---
id: "contrarian-ai-threatens-top-not-just-bottom"
type: "contrarian-insight"
source_timestamps: ["¶1", "¶2"]
tags: ["future-of-work", "c-suite", "automation"]
related: ["claim-ai-reshaping-c-suite", "quote-reshaping-the-top"]
challenges: "The conventional view that AI primarily automates low-level, repetitive tasks and leaves high-level executive strategy untouched."
sources: ["governance"]
sourceVaultSlug: "hbr-seg-governance"
originDay: 7
articleStem: "hbr-sig-56-csuite-board-reshaped-ai"
sourceUrl: "https://hbr.org/2026/06/how-c-suite-and-board-roles-are-being-reshaped-around-ai"
sourceTitle: "How C-Suite and Board Roles Are Being Reshaped Around AI"
---
# AI is a threat/catalyst for the C-suite, not just entry-level workers

**Challenges:** The conventional view that AI primarily automates low-level, repetitive tasks and leaves high-level executive strategy untouched.

**The insight.** Conventional wisdom and anxiety about AI job displacement heavily focus on entry-level roles (call-center agents, junior coders, analysts). The author argues this framing misses a massive structural shift: **AI is redefining senior leadership, executive, and board roles just as profoundly**, effectively automating the hard skills that previously justified executive compensation. This is the counter-conventional core of the source, stated plainly in [[quote-reshaping-the-top]] and formalized in [[claim-ai-reshaping-c-suite]].

**Counter-perspective (enrichment).** Many economists and labor researchers argue the opposite: AI automates *routine, codifiable tasks* — more prevalent in entry- and mid-level roles — while top executives remain relatively shielded by the inherently relational, political, and ambiguous nature of their work.
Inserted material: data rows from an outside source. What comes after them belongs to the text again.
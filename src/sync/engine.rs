//! Sync engine state machine
//!
//! Owns the relationship between the video clock, the committed lyric line,
//! the user's typing progress and the play/pause decision.
//!
//! Every decision reads the engine's own fields at the moment it is made.
//! Nothing is captured when a timer is registered, so a keystroke handled
//! between two ticks is always visible to the next tick, and vice versa.

use std::time::Instant;

use serde::Serialize;

use crate::config::EngineConfig;
use crate::lyrics::{LyricLine, LyricTrack};
use crate::typing::{Submission, TypingSession, TypingStats};

use super::offset::SyncOffset;
use super::player::{Player, PlayerState};

/// Handle issued by [`SyncEngine::start`].
///
/// A token only drives ticks until the engine is stopped, restarted or given
/// a new track. After that it is stale and ticking with it does nothing, so a
/// timer left over from a superseded song cannot touch the new state.
#[derive(Debug, Clone, Copy, PartialEq, Eq)]
pub struct TickToken {
    generation: u64,
}

/// Coarse engine state, derived from the committed index and flags.
#[derive(Debug, Clone, Copy, PartialEq, Eq, Serialize)]
#[serde(rename_all = "camelCase")]
pub enum SyncPhase {
    /// No line committed yet.
    Idle,
    /// Following playback.
    Advancing,
    /// Playback paused until the current line is typed.
    PausedForTyping,
    /// The last line is committed and typed; nothing left to advance to.
    Finished,
}

/// What a tick did.
#[derive(Debug, Clone, Copy, PartialEq, Eq)]
pub enum TickOutcome {
    /// The token is stale or the engine is stopped.
    Stale,
    /// Nothing to sync against: empty track or unusable clock.
    Idle,
    /// No change this tick.
    Holding,
    /// A new line became current.
    Committed { index: usize },
    /// Playback was paused to wait for the line at `index` to be typed.
    PausedForTyping { index: usize },
}

/// What a keystroke did.
#[derive(Debug, Clone, Copy, PartialEq, Eq)]
pub enum TypingOutcome {
    /// There is no committed line to type against.
    NoActiveLine,
    /// The text was longer than the line and was ignored.
    Overflow,
    Accepted,
    /// The text was accepted and completed a line playback was waiting on.
    Resumed,
}

/// What an offset change did.
#[derive(Debug, Clone, Copy, PartialEq, Eq)]
pub enum OffsetOutcome {
    /// Offset stored; the engine was not waiting so nothing else changed.
    Updated,
    /// The corrected time points at a different line; jumped to it.
    Jumped { from: usize, to: usize },
    /// The corrected time is well past the current line; resumed anyway.
    Resumed,
    /// Still waiting for typing.
    Held,
}

/// Read-only view of the engine for rendering.
#[derive(Debug, Clone, PartialEq, Serialize)]
#[serde(rename_all = "camelCase")]
pub struct SyncSnapshot {
    pub committed_index: Option<usize>,
    pub waiting_for_typing: bool,
    pub sync_offset: f64,
    pub typed_text: String,
    pub active_text: Option<String>,
    pub phase: SyncPhase,
}

#[derive(Debug, Clone)]
pub struct SyncEngine {
    config: EngineConfig,
    track: LyricTrack,
    committed: Option<usize>,
    waiting_for_typing: bool,
    offset: SyncOffset,
    typing: TypingSession,
    generation: u64,
    running: bool,
}

impl SyncEngine {
    pub fn new(config: EngineConfig) -> Self {
        Self {
            config,
            track: LyricTrack::default(),
            committed: None,
            waiting_for_typing: false,
            offset: SyncOffset::ZERO,
            typing: TypingSession::new(),
            generation: 0,
            running: false,
        }
    }

    pub fn with_track(config: EngineConfig, track: LyricTrack) -> Self {
        let mut engine = Self::new(config);
        engine.track = track;
        engine
    }

    pub fn config(&self) -> &EngineConfig {
        &self.config
    }

    pub fn track(&self) -> &LyricTrack {
        &self.track
    }

    pub fn committed_index(&self) -> Option<usize> {
        self.committed
    }

    pub fn is_waiting_for_typing(&self) -> bool {
        self.waiting_for_typing
    }

    pub fn offset(&self) -> SyncOffset {
        self.offset
    }

    pub fn typed_text(&self) -> &str {
        self.typing.typed_text()
    }

    pub fn typing(&self) -> &TypingSession {
        &self.typing
    }

    pub fn typing_stats(&self, now: Instant) -> TypingStats {
        self.typing.stats(now)
    }

    pub fn active_line(&self) -> Option<&LyricLine> {
        self.committed.and_then(|i| self.track.get(i))
    }

    pub fn is_running(&self) -> bool {
        self.running
    }

    pub fn is_finished(&self) -> bool {
        self.committed.is_some()
            && self.committed == self.track.last_index()
            && self.current_line_satisfied()
    }

    pub fn phase(&self) -> SyncPhase {
        if self.committed.is_none() {
            SyncPhase::Idle
        } else if self.waiting_for_typing {
            SyncPhase::PausedForTyping
        } else if self.is_finished() {
            SyncPhase::Finished
        } else {
            SyncPhase::Advancing
        }
    }

    pub fn snapshot(&self) -> SyncSnapshot {
        SyncSnapshot {
            committed_index: self.committed,
            waiting_for_typing: self.waiting_for_typing,
            sync_offset: self.offset.seconds(),
            typed_text: self.typing.typed_text().to_string(),
            active_text: self.active_line().map(|line| line.text.clone()),
            phase: self.phase(),
        }
    }

    /// Raw playback time plus the look-ahead buffer minus the user offset.
    pub fn adjusted_time(&self, raw: f64) -> f64 {
        raw + self.config.lookahead_buffer - self.offset.seconds()
    }

    /// Begin ticking. Any previously issued token becomes stale.
    pub fn start(&mut self) -> TickToken {
        self.generation += 1;
        self.running = true;
        tracing::debug!(generation = self.generation, "sync_started");
        TickToken {
            generation: self.generation,
        }
    }

    /// Stop ticking. Every outstanding token becomes stale.
    pub fn stop(&mut self) {
        if self.running {
            tracing::debug!(generation = self.generation, "sync_stopped");
        }
        self.generation += 1;
        self.running = false;
    }

    /// Replace the track. Stops the engine and resets all progress; call
    /// [`SyncEngine::start`] again to resume ticking.
    pub fn load_track(&mut self, track: LyricTrack) {
        self.stop();
        tracing::info!(lines = track.len(), "track_loaded");
        self.track = track;
        self.reset();
    }

    /// Back to `Idle`: nothing committed, nothing typed, not waiting.
    pub fn reset(&mut self) {
        self.committed = None;
        self.waiting_for_typing = false;
        self.typing.reset();
        tracing::debug!("sync_reset");
    }

    /// One step of the control loop, run on the host's periodic timer.
    pub fn tick<P: Player + ?Sized>(&mut self, token: TickToken, player: &mut P) -> TickOutcome {
        if !self.running || token.generation != self.generation {
            return TickOutcome::Stale;
        }
        if self.track.is_empty() {
            return TickOutcome::Idle;
        }

        let raw = player.current_time();
        if !raw.is_finite() {
            return TickOutcome::Idle;
        }
        let adjusted = self.adjusted_time(raw);
        let target = self.track.index_at(adjusted);
        let state = player.state();

        if self.waiting_for_typing && state == PlayerState::Playing {
            // Someone other than the engine resumed playback.
            tracing::debug!(raw_time = raw, "playback_resumed_externally");
            self.waiting_for_typing = false;
        }

        // Pause at the next line's timestamp if the current one is unfinished.
        if let Some(current) = self.committed {
            if !self.waiting_for_typing && state == PlayerState::Playing {
                if let Some(next_time) = self.track.next_time(Some(current)) {
                    if adjusted >= next_time && !self.current_line_satisfied() {
                        return self.pause_for_typing(player, current, adjusted);
                    }
                }
            }
        }

        let Some(target) = target else {
            return TickOutcome::Holding;
        };

        match self.committed {
            None => {
                self.commit(0, adjusted);
                TickOutcome::Committed { index: 0 }
            }
            Some(current) if target > current => {
                if !self.current_line_satisfied() {
                    if !self.waiting_for_typing && state == PlayerState::Playing {
                        return self.pause_for_typing(player, current, adjusted);
                    }
                    return TickOutcome::Holding;
                }
                // One line at a time, even if playback is further ahead.
                let next = current + 1;
                self.commit(next, adjusted);
                TickOutcome::Committed { index: next }
            }
            Some(_) => TickOutcome::Holding,
        }
    }

    /// Propose new typed text for the current line.
    ///
    /// Resumes playback when the engine was waiting on this line and enough
    /// characters have now been typed.
    pub fn submit_text<P: Player + ?Sized>(
        &mut self,
        text: &str,
        now: Instant,
        player: &mut P,
    ) -> TypingOutcome {
        if self.committed.is_none() {
            return TypingOutcome::NoActiveLine;
        }
        if self.typing.submit(text, now) == Submission::Overflow {
            return TypingOutcome::Overflow;
        }

        if self.waiting_for_typing && self.current_line_satisfied() {
            player.play();
            self.waiting_for_typing = false;
            tracing::debug!(index = ?self.committed, "typing_complete_resumed");
            return TypingOutcome::Resumed;
        }
        TypingOutcome::Accepted
    }

    /// Set the sync offset and, if playback is waiting on typing, re-evaluate
    /// which line should be current under the corrected time. An offset equal
    /// to the current one changes nothing.
    pub fn set_offset<P: Player + ?Sized>(
        &mut self,
        offset: SyncOffset,
        player: &mut P,
    ) -> OffsetOutcome {
        let previous = self.offset;
        if offset == previous {
            // Clamped to the same value: nothing to re-evaluate.
            return OffsetOutcome::Updated;
        }
        self.offset = offset;
        tracing::debug!(from = %previous, to = %offset, "sync_offset_changed");

        if !self.waiting_for_typing || self.track.is_empty() {
            return OffsetOutcome::Updated;
        }
        let Some(current) = self.committed else {
            return OffsetOutcome::Updated;
        };
        let raw = player.current_time();
        if !raw.is_finite() {
            return OffsetOutcome::Held;
        }

        let adjusted = self.adjusted_time(raw);
        // The lookup already lands past the next line's timestamp when the
        // corrected time has crossed it, so a forward correction is a jump too.
        if let Some(expected) = self.track.index_at(adjusted) {
            if expected != current {
                self.commit(expected, adjusted);
                player.play();
                tracing::debug!(
                    from = current,
                    to = expected,
                    adjusted_time = adjusted,
                    "offset_jump"
                );
                return OffsetOutcome::Jumped {
                    from: current,
                    to: expected,
                };
            }
        }

        let line_start = self.track.get(current).map_or(0.0, |line| line.time);
        if adjusted - line_start > self.config.grace_period {
            self.waiting_for_typing = false;
            player.play();
            tracing::debug!(index = current, adjusted_time = adjusted, "offset_grace_resume");
            return OffsetOutcome::Resumed;
        }

        OffsetOutcome::Held
    }

    /// Shift the offset by `delta` seconds (clamped and rounded).
    pub fn nudge_offset<P: Player + ?Sized>(
        &mut self,
        delta: f64,
        player: &mut P,
    ) -> OffsetOutcome {
        let offset = self.offset.nudged(delta);
        self.set_offset(offset, player)
    }

    /// The first line never gates playback; every later one must be typed to
    /// its full length.
    fn current_line_satisfied(&self) -> bool {
        self.committed == Some(0) || self.typing.is_complete()
    }

    fn commit(&mut self, index: usize, adjusted: f64) {
        let text = self.track.get(index).map_or("", |line| line.text.as_str());
        self.typing.set_target(text);
        self.committed = Some(index);
        self.waiting_for_typing = false;
        tracing::debug!(index, adjusted_time = adjusted, "lyric_committed");
    }

    fn pause_for_typing<P: Player + ?Sized>(
        &mut self,
        player: &mut P,
        index: usize,
        adjusted: f64,
    ) -> TickOutcome {
        player.pause();
        self.waiting_for_typing = true;
        tracing::debug!(
            index,
            adjusted_time = adjusted,
            typed = self.typing.typed_len(),
            needed = self.typing.target_len(),
            "paused_for_typing"
        );
        TickOutcome::PausedForTyping { index }
    }
}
Under this view, the strong claim that AI is *'just as'* threatening to senior roles may overstate near-term displacement risk; the more defensible reading is that AI changes *how* executives work, not *whether* their jobs exist. Both readings agree the top of the org chart is being transformed — they disagree on whether that transformation subtracts headcount.